Bridging the Prediction Error Method and Subspace Identification: A Weighted Null Space Fitting Method
Jiabao He, S. Joe Qin, Håkan Hjalmarsson
TL;DR
This work addresses improving state-space identification by bridging PEM and SIMs. It introduces Weighted Null-Space Fitting for State-Space models (WNSFSS), which starts from a high-order HOARX estimate of Markov parameters and reduces to a canonical state-space form via multi-step LS with optimal weighting, achieving consistency and, under admissible parametrizations, asymptotic efficiency. The authors prove these properties for single- and multi-output cases, show equivalence to PEM in efficiency under the same canonical structure, and demonstrate competitive performance across SISO, SIMO, MIMO, and DaISy benchmarks.
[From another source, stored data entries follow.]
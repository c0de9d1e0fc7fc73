//! Storage traits for organizations.
//!
//! Implement these for your database layer; [`InMemoryOrgStore`](super::InMemoryOrgStore)
//! implements both for tests and local development.

mod membership;
mod organization;

pub use membership::MembershipStore;
pub use organization::OrganizationStore;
The approach provides a robust, computationally tractable alternative to PEM and traditional SIMs, with practical benefits for open- and closed-loop identification in diverse settings.
Abstract
Subspace identification methods (SIMs) have proven to be very useful and numerically robust for building state-space models. While most SIMs are consistent, few if any can achieve the efficiency of the maximum likelihood estimate (MLE). Conversely, the prediction error method (PEM) with a quadratic criteria is equivalent to MLE, but it comes with non-convex optimization problems and requires good initialization points. This contribution proposes a weighted null space fitting (WNSF) approach for estimating state-space models, combining some key advantages of the two aforementioned mainstream approaches. It starts with a least-squares estimate of a high-order ARX model, and then a multi-step least-squares procedure reduces the model to a state-space model on canoncial form. It is demonstrated through statistical analysis that when a canonical parameterization is admissible, the proposed method is consistent and asymptotically efficient, thereby making progress on the long-standing open problem about the existence of an asymptotically efficient SIM. Numerical and practical examples are provided to illustrate that the proposed method performs favorable in comparison with SIMs.